** Opening DATA SUPPLIED block **
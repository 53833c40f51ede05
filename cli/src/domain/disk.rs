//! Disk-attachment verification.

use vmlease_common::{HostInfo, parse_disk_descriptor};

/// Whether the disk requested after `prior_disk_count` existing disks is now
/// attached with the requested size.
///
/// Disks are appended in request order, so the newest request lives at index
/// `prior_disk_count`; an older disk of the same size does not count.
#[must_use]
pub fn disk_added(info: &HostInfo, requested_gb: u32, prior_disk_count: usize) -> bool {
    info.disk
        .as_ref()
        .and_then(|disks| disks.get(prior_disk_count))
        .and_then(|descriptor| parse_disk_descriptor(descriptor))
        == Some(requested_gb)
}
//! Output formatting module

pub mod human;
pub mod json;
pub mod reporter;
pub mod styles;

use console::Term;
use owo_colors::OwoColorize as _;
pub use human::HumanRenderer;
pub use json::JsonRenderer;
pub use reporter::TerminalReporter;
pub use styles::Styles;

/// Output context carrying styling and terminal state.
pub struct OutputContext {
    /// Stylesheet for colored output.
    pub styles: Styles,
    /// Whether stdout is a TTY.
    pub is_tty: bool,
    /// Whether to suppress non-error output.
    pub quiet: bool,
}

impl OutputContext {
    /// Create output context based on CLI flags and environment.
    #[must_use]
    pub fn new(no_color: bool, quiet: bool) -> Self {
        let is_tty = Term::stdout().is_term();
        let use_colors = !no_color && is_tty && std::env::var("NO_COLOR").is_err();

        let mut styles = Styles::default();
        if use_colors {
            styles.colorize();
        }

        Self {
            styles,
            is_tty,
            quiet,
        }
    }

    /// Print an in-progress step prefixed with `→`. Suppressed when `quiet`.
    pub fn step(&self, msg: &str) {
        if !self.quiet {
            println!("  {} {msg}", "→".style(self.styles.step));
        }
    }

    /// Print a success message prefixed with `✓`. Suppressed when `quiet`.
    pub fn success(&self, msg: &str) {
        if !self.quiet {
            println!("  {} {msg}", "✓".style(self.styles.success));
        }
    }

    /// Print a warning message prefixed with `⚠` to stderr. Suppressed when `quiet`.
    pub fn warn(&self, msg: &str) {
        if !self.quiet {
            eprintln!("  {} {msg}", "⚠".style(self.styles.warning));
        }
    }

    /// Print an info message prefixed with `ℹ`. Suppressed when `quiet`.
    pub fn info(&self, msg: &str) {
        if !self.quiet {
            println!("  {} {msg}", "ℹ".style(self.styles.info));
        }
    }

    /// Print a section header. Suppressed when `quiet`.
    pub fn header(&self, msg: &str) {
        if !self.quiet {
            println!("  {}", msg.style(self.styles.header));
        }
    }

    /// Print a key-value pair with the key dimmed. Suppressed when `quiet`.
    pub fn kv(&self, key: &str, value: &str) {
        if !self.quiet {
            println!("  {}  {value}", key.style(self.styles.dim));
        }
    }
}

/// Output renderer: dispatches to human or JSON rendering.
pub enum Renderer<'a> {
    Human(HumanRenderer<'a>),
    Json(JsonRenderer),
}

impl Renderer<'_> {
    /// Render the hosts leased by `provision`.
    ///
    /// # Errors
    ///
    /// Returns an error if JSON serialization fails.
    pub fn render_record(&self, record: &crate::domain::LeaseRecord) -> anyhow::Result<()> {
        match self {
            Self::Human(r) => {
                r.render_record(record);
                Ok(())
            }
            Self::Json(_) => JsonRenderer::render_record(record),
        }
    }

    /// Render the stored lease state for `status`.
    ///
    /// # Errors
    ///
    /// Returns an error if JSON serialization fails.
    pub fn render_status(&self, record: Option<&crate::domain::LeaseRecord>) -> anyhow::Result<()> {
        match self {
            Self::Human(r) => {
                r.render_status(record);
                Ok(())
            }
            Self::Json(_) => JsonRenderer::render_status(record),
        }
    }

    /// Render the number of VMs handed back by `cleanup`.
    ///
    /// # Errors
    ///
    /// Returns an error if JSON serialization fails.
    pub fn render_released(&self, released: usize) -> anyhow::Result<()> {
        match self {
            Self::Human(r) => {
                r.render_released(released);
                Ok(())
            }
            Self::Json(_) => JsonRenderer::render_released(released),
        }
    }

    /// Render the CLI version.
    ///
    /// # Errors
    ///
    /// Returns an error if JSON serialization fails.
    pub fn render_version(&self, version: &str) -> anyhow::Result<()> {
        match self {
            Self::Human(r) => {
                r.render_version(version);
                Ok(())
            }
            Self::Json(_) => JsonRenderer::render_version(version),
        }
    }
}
** Closing DATA SUPPLIED block **
* [WHAT YOU NEED TO DO] State, as a bare number, how many lines of the records above include "usize".

* [SOLVED EXERCISE] 2